Rather cutely, in Goyer’s film Drac has been hiding out in Iraq, from whence he is extracted by a posse of vampires led by Parker Posey (who seems less keen on drinking blood than chewing up the scenery), as part of their scheme to bring about the ultimate vampiric domination of the world. The exact details of this scheme are a bit vague, but less so is their plan to sort out their dhampiric nemesis Blade (Wesley Snipes) by framing him for a series of murders he… well, he actually has been committing in the course of the previous two movies. Sure enough Blade is apprehended by the FBI and seems destined for a long spell in a rubber cell.

But help is at hand in the form of younger and chattier vampire-slayers Abigail (Jessica Biel), who’s the Buffy-clone daughter of Blade’s mentor Whistler (Kris Kristofferson), and Hannibal King (Ryan Reynolds). They also have a scheme: theirs is to rid the world of vampires forever, and it’s a bit less vague than the bad guys’. And so the stage is set for the ultimate undead rumble: Blade vs Dracula!

Okay, this may sound a rather goofy premise given the Blade series’ gritty track record but in a strange way it does go back to Blade’s earliest roots, as a supporting character in the Marvel comic Tomb of Dracula. (Sadly, Snipes does not sport the bubble-afro hairdo Blade was fond of back in the early 70s.) And one of the distinctive things about Blade: Trinity is that it is rather more comic-bookish in tone than the first two films – partly this is down to the presence of comic-book characters like King, but it’s also there in the tone of the plot and many of the action sequences.

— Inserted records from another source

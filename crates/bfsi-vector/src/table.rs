//! LanceDB connection and housekeeping helpers.
//!
//! Provides the database open function, table existence checks, and a simple
//! key/value metadata table used to record when and how the store was filled.
use anyhow::{Result, anyhow};
use futures::TryStreamExt;
use lancedb::{connect, Connection};
use lancedb::query::{QueryBase, ExecutableQuery};
use arrow_array::{RecordBatch, RecordBatchIterator, StringArray, TimestampMillisecondArray};
use std::sync::Arc;
use chrono::Utc;

use crate::schema::build_meta_schema;

pub async fn open_db(uri: &str) -> Result<Connection> {
    Ok(connect(uri).execute().await?)
}

pub async fn table_exists(conn: &Connection, name: &str) -> Result<bool> {
    let names = conn.table_names().execute().await?;
    Ok(names.iter().any(|n| n == name))
}

pub async fn ensure_table(conn: &Connection, name: &str, schema: Arc<arrow_schema::Schema>) -> Result<()> {
    if table_exists(conn, name).await? {
        return Ok(());
    }
    conn.create_empty_table(name, schema).execute().await?;
    Ok(())
}

/// Upsert one `key -> value` row in the meta table, creating it on first use.
pub async fn set_meta(conn: &Connection, table: &str, key: &str, value: &str) -> Result<()> {
    let schema = build_meta_schema();
    ensure_table(conn, table, schema.clone()).await?;
    let row = RecordBatch::try_new(
        schema.clone(),
        vec![
            Arc::new(StringArray::from(vec![key])),
            Arc::new(StringArray::from(vec![value])),
            Arc::new(TimestampMillisecondArray::from(vec![Utc::now().timestamp_millis()])),
        ],
    )?;
    let meta = conn.open_table(table).execute().await?;
    let mut upsert = meta.merge_insert(&["key"]);
    upsert.when_matched_update_all(None).when_not_matched_insert_all();
    upsert.execute(Box::new(RecordBatchIterator::new(vec![Ok(row)], schema))).await?;
    Ok(())
}

/// Value recorded under `key`, or `None` if the key (or the table) is absent.
pub async fn get_meta(conn: &Connection, table: &str, key: &str) -> Result<Option<String>> {
    if !table_exists(conn, table).await? {
        return Ok(None);
    }
    let meta = conn.open_table(table).execute().await?;
    let filter = format!("key = '{}'", key.replace('\'', "''"));
    let batches: Vec<RecordBatch> = meta.query().only_if(filter).limit(1).execute().await?.try_collect().await?;
    let Some(batch) = batches.into_iter().find(|b| b.num_rows() > 0) else { return Ok(None) };
    let values = batch
        .column_by_name("value")
        .and_then(|c| c.as_any().downcast_ref::<StringArray>())
        .ok_or_else(|| anyhow!("meta table has no string `value` column"))?;
    Ok(Some(values.value(0).to_string()))
}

This is hardly surprising given that, in addition to being one of Hollywood’s preferred writers of superhero movies, David Goyer writes very good comic books himself. But what is a bit unexpected is the way he falls victim to a syndrome quite common to graphic writers writing film scripts: this movie is packed with interesting ideas, but none of them are really properly developed before being abandoned in favour of something new. And he commits the basic error of focussing on new characters rather than the established stars: Snipes’ rumoured gripes about lack of screen time are arguably justified – Abigail and King get a lot of attention and most of the best lines.

But having said that, there are a lot of nice scenes and memorable moments – my favourite being the point where Dracula goes into a specialist horror store and, understandably aghast at seeing all the crappy merchandise with his name on it, slaughters everyone inside. And Snipes gives arguably his best and most rounded performance as Blade to date, making it even more of a pity he doesn’t get more to do. In the end the film resolves itself through FX-laced martial arts sequences, as usual, which Goyer handles well enough.

Compared to the first movie this is a worthy enough piece of work, but it fails to approach the quality of Guillermo del Toro’s Blade 2 in any way. Blade: Trinity will probably entertain existing fans of the franchise, but newcomers may well be left wondering exactly what the fuss is all about.